Collected data

• • • • • • •

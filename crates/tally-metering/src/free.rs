//! Free-allowance windows derived from plan history.

use std::collections::HashMap;
use tally_core::ids::{RevisionId, UsageGroupName};
use tally_core::usage::{FreeQuantity, PlanHistoryRecord};

/// Free allowance per revision billed within a cycle.
pub type FreeQuantities = HashMap<RevisionId, FreeQuantity>;

/// One window per revision segment, carrying that revision's allowance for
/// `group`.
///
/// A revision whose plan does not declare the group contributes a zero
/// allowance. If a revision appears in more than one segment its window is
/// widened to cover all of them.
pub fn derive_free_quantities(
    group: &UsageGroupName,
    plan_history: &[PlanHistoryRecord],
) -> FreeQuantities {
    let mut windows = FreeQuantities::new();

    for segment in plan_history {
        let quantity = segment
            .revision
            .usage_group(group)
            .map(|info| info.free_quantity)
            .unwrap_or(0);

        windows
            .entry(segment.revision_id)
            .and_modify(|window| {
                window.start = window.start.min(segment.start);
                window.end = window.end.max(segment.end);
            })
            .or_insert(FreeQuantity {
                quantity,
                start: segment.start,
                end: segment.end,
            });
    }

    windows
}
//! Fan-out of license revision transitions to usage groups.

use crate::context::MeteringContext;
use crate::group::UsageGroup;
use crate::registry::UsageGroupRegistry;
use std::collections::BTreeMap;
use tally_core::Result;
use tally_core::ids::UsageGroupName;
use tally_core::license::{License, LicenseRevision, RevisionTransition};
use tracing::info;

/// Notifies usage groups of revision transitions and answers scheduling
/// questions for pending license changes.
pub struct RevisionChangeDispatcher<'a> {
    registry: &'a UsageGroupRegistry,
    ctx: MeteringContext,
}

impl<'a> RevisionChangeDispatcher<'a> {
    pub fn new(registry: &'a UsageGroupRegistry, ctx: MeteringContext) -> Self {
        Self { registry, ctx }
    }

    /// Groups touched by the transition: those of the current revision, plus
    /// groups only the previous revision declared.
    fn affected_groups(
        &self,
        license: &License,
        transition: &RevisionTransition,
    ) -> Result<Vec<Box<dyn UsageGroup>>> {
        let mut declared: BTreeMap<&UsageGroupName, &LicenseRevision> = BTreeMap::new();
        if let Some(previous) = &transition.previous {
            for name in previous.usage_groups.keys() {
                declared.insert(name, previous);
            }
        }
        for name in transition.current.usage_groups.keys() {
            declared.insert(name, &transition.current);
        }

        declared
            .into_iter()
            .map(|(name, revision)| self.registry.group(license, revision, name, &self.ctx))
            .collect()
    }

    /// Fire `on_revision_change` once per affected group. The first failing
    /// group aborts the dispatch and its error is returned.
    pub async fn dispatch(
        &self,
        license: &License,
        transition: &RevisionTransition,
    ) -> Result<Vec<UsageGroupName>> {
        let groups = self.affected_groups(license, transition)?;
        let mut notified = Vec::with_capacity(groups.len());

        for group in &groups {
            group.on_revision_change(transition).await?;
            notified.push(group.name().clone());
        }

        info!(
            license_id = %license.id,
            revision_id = %transition.current.id,
            groups = notified.len(),
            changed = ?transition.changed_properties(),
            "Dispatched revision change"
        );
        Ok(notified)
    }

    /// Whether any group of `revision` defers changes to `property`.
    pub fn requires_scheduling(
        &self,
        license: &License,
        revision: &LicenseRevision,
        property: &str,
    ) -> Result<bool> {
        let groups = self.registry.for_revision(license, revision, &self.ctx)?;
        Ok(groups.iter().any(|g| g.enforce_change_scheduling(property)))
    }

    /// Changed properties of a proposed transition that must wait for the
    /// cycle boundary, judged by the groups of the outgoing revision.
    pub fn deferred_properties(
        &self,
        license: &License,
        transition: &RevisionTransition,
    ) -> Result<Vec<&'static str>> {
        let Some(previous) = &transition.previous else {
            return Ok(Vec::new());
        };

        let groups = self.registry.for_revision(license, previous, &self.ctx)?;
        Ok(transition
            .changed_properties()
            .into_iter()
            .filter(|property| groups.iter().any(|g| g.enforce_change_scheduling(property)))
            .collect())
    }
}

• • • • • • •

Task statement: Whenever a line of the data includes "property", copy that line.

Task solution:
    /// Whether any group of `revision` defers changes to `property`.
        property: &str,
        Ok(groups.iter().any(|g| g.enforce_change_scheduling(property)))
            .filter(|property| groups.iter().any(|g| g.enforce_change_scheduling(property)))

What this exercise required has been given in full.